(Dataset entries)

//! Implementation of the `vpnblock store` commands.
//!
//! These work on the blocklist file alone: no session is killed and entries
//! are not checked as common names.

use super::print_list;
use crate::cli::{StoreAction, StoreCommand};
use crate::config::Config;
use crate::error::{Result, VpnBlockError};
use crate::store::ListStore;
use std::io::Read;
use std::path::Path;

pub fn run(cmd: StoreCommand, config: &Config) -> Result<()> {
    let store = ListStore::new(config.blocklist.clone())?;

    match cmd.action {
        StoreAction::List(args) => print_list(&store.list()?, args.json)?,
        StoreAction::Contains(args) => println!("{}", store.contains(&args.item)?),
        StoreAction::Add(args) => {
            if store.add(&args.item)? {
                println!("Added {}", args.item);
            } else {
                println!("{} already present", args.item);
            }
        }
        StoreAction::Remove(args) => {
            if store.remove(&args.item)? {
                println!("Removed {}", args.item);
            } else {
                println!("{} not present", args.item);
            }
        }
        StoreAction::Replace(args) => {
            let content = read_source(&args.source)?;
            let items = entries(&content);
            store.replace_all(&items)?;
            println!(
                "Replaced {} ({} lines read)",
                store.path().display(),
                items.len()
            );
        }
    }

    Ok(())
}

/// Read the replacement entries from a file, or stdin for "-".
fn read_source(source: &Path) -> Result<String> {
    if source == Path::new("-") {
        let mut content = String::new();
        std::io::stdin()
            .read_to_string(&mut content)
            .map_err(|e| VpnBlockError::io("failed to read entries from stdin", e))?;
        return Ok(content);
    }

    std::fs::read_to_string(source).map_err(|e| {
        VpnBlockError::UserError(format!(
            "failed to read entries from '{}': {}",
            source.display(),
            e
        ))
    })
}

/// One entry per line; empty lines and a trailing `\r` are dropped.
/// Whitespace-only lines are kept, as `store list` prints them.
fn entries(content: &str) -> Vec<&str> {
    content.lines().filter(|line| !line.is_empty()).collect()
}
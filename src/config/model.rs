//! Config struct definition and default implementation.

use serde::{Deserialize, Serialize};
use std::path::PathBuf;

/// Configuration for vpnblock.
#[derive(Debug, Clone, PartialEq, Serialize, Deserialize)]
#[serde(default)]
pub struct Config {
    // =========================================================================
    // OpenVPN settings
    // =========================================================================
    /// Management interface host.
    pub mgmt_host: String,

    /// Management interface port.
    pub mgmt_port: u16,

    /// Deadline for one management conversation, in seconds.
    pub mgmt_timeout_secs: u64,

    /// Blocklist file consulted by the server on connect.
    pub blocklist: PathBuf,

    // =========================================================================
    // WireGuard settings
    // =========================================================================
    /// Interface the peers live on.
    pub wg_interface: String,

    /// Prefix `wg` and `wg-quick` with `sudo`.
    pub wg_as_sudo: bool,

    /// `wg` command, split like a shell would.
    pub wg_bin: String,

    /// `wg-quick` command, split like a shell would.
    pub wg_quick_bin: String,

    /// Deadline for each `wg`/`wg-quick` invocation, in seconds.
    pub wg_timeout_secs: u64,

    // =========================================================================
    // Logging settings
    // =========================================================================
    /// Rotating log file. `None` (or an empty value) logs to stderr only.
    pub log_file: Option<PathBuf>,

    /// Level for stderr output (trace|debug|info|warn|error).
    pub log_level: String,
}

impl Default for Config {
    fn default() -> Self {
        Self {
            mgmt_host: "127.0.0.1".to_string(),
            mgmt_port: 17898,
            mgmt_timeout_secs: 5,
            blocklist: PathBuf::from("/etc/openvpn/client/blocklist"),
            wg_interface: "wg0".to_string(),
            wg_as_sudo: false,
            wg_bin: "/usr/bin/wg".to_string(),
            wg_quick_bin: "/usr/bin/wg-quick".to_string(),
            wg_timeout_secs: 50,
            log_file: Some(PathBuf::from("/etc/openvpn/client/blocker/blocker.log")),
            log_level: "info".to_string(),
        }
    }
}
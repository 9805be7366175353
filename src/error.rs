//! Error types for vpnblock.
//!
//! Uses thiserror for derive macros. Every variant maps to its own exit code
//! so shell callers can tell a malformed identity from a broken blocklist.

use crate::exit_codes;
use std::io;
use thiserror::Error;

/// Main error type for vpnblock operations.
#[derive(Error, Debug)]
pub enum VpnBlockError {
    /// User provided invalid arguments or configuration.
    #[error("{0}")]
    UserError(String),

    /// An entry or identity was rejected before touching any file.
    #[error("Validation failed: {0}")]
    ValidationError(String),

    /// The blocklist could not be opened, locked, read, written, synced or renamed.
    #[error("{context}: {source}")]
    Io {
        context: String,
        #[source]
        source: io::Error,
    },

    /// The management interface session failed or timed out.
    #[error("Management session failed: {0}")]
    SessionError(String),

    /// An external command failed.
    #[error("Command failed: {0}")]
    CommandError(String),
}

impl VpnBlockError {
    /// Wrap an I/O error with a short description of what was being attempted.
    pub fn io(context: impl Into<String>, source: io::Error) -> Self {
        VpnBlockError::Io {
            context: context.into(),
            source,
        }
    }

    /// Returns the appropriate exit code for this error type.
    pub fn exit_code(&self) -> i32 {
        match self {
            VpnBlockError::UserError(_) => exit_codes::USER_ERROR,
            VpnBlockError::ValidationError(_) => exit_codes::VALIDATION_FAILURE,
            VpnBlockError::Io { .. } => exit_codes::IO_FAILURE,
            VpnBlockError::SessionError(_) => exit_codes::SESSION_FAILURE,
            VpnBlockError::CommandError(_) => exit_codes::COMMAND_FAILURE,
        }
    }
}

/// Result type alias for vpnblock operations.
pub type Result<T> = std::result::Result<T, VpnBlockError>;
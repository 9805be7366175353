//! Implementation of the `vpnblock config` commands.

use crate::cli::{ConfigAction, ConfigCommand};
use crate::config::Config;
use crate::error::Result;

pub fn run(cmd: ConfigCommand, config: &Config) -> Result<()> {
    match cmd.action {
        ConfigAction::Show => print!("{}", config.to_yaml()?),
    }
    Ok(())
}
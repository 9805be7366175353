//! Read/query path: `list` and `contains` under a shared lock.

use super::ListStore;
use super::entry::normalize_entry;
use crate::error::{Result, VpnBlockError};
use crate::locks::{LockMode, LockedFile};
use std::io::{BufRead, BufReader, Read};

impl ListStore {
    /// Snapshot of all entries in file order.
    ///
    /// Blank lines are skipped. Duplicates left by external edits are
    /// returned as they are.
    pub fn list(&self) -> Result<Vec<String>> {
        let guard = LockedFile::open(&self.path, LockMode::Shared)?;
        let content = read_all(&guard)?;
        guard.release()?;

        Ok(parse_entries(&content).map(str::to_owned).collect())
    }

    /// Whether `item` is present. Stops reading at the first match.
    pub fn contains(&self, item: &str) -> Result<bool> {
        let item = normalize_entry(item)?;
        let guard = LockedFile::open(&self.path, LockMode::Shared)?;

        let found = {
            let mut reader = BufReader::new(guard.file());
            let mut line = String::new();
            loop {
                line.clear();
                let read = reader
                    .read_line(&mut line)
                    .map_err(|e| read_error(&guard, e))?;
                if read == 0 {
                    break false;
                }
                if line.strip_suffix('\n').unwrap_or(&line) == item {
                    break true;
                }
            }
        };

        guard.release()?;
        Ok(found)
    }
}

/// Read the whole file through a locked handle.
pub(super) fn read_all(guard: &LockedFile) -> Result<String> {
    let mut content = String::new();
    let mut file = guard.file();
    file.read_to_string(&mut content)
        .map_err(|e| read_error(guard, e))?;
    Ok(content)
}

/// Non-empty lines of `content`, terminator stripped.
pub(super) fn parse_entries(content: &str) -> impl Iterator<Item = &str> {
    content.split('\n').filter(|line| !line.is_empty())
}

fn read_error(guard: &LockedFile, e: std::io::Error) -> VpnBlockError {
    VpnBlockError::io(format!("failed to read '{}'", guard.path().display()), e)
}
//! RAII lock guard implementation.

use super::types::LockMode;
use crate::error::{Result, VpnBlockError};
use fs2::FileExt;
use std::fs::File;
use std::path::{Path, PathBuf};

/// An open blocklist handle holding an advisory lock.
///
/// When dropped, the lock is released and the handle closed.
/// If unlocking fails, a warning is logged but no panic occurs.
#[derive(Debug)]
pub struct LockedFile {
    /// The locked handle.
    file: File,

    /// Path the handle was opened from.
    path: PathBuf,

    /// Mode the lock was taken in.
    mode: LockMode,

    /// Whether the lock has been released manually.
    released: bool,
}

impl LockedFile {
    pub(super) fn new(file: File, path: PathBuf, mode: LockMode) -> Self {
        Self {
            file,
            path,
            mode,
            released: false,
        }
    }

    /// The locked handle. Use `&File` as `Read`/`Write` while the guard lives.
    pub fn file(&self) -> &File {
        &self.file
    }

    /// Get the path the lock was taken on.
    pub fn path(&self) -> &Path {
        &self.path
    }

    pub fn mode(&self) -> LockMode {
        self.mode
    }

    /// Manually release the lock.
    ///
    /// This is useful when you want to release the lock before the guard
    /// goes out of scope, and want to handle errors explicitly.
    pub fn release(mut self) -> Result<()> {
        self.released = true;
        FileExt::unlock(&self.file).map_err(|e| {
            VpnBlockError::io(
                format!(
                    "failed to release {} lock on '{}'",
                    self.mode,
                    self.path.display()
                ),
                e,
            )
        })
    }
}

impl Drop for LockedFile {
    fn drop(&mut self) {
        if !self.released
            && let Err(e) = FileExt::unlock(&self.file)
        {
            log::warn!(
                "failed to release {} lock on '{}': {}",
                self.mode,
                self.path.display(),
                e
            );
        }
    }
}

Work order:
If a line in the records contains the string "client", copy it out.

Completed task:
            blocklist: PathBuf::from("/etc/openvpn/client/blocklist"),
            log_file: Some(PathBuf::from("/etc/openvpn/client/blocker/blocker.log")),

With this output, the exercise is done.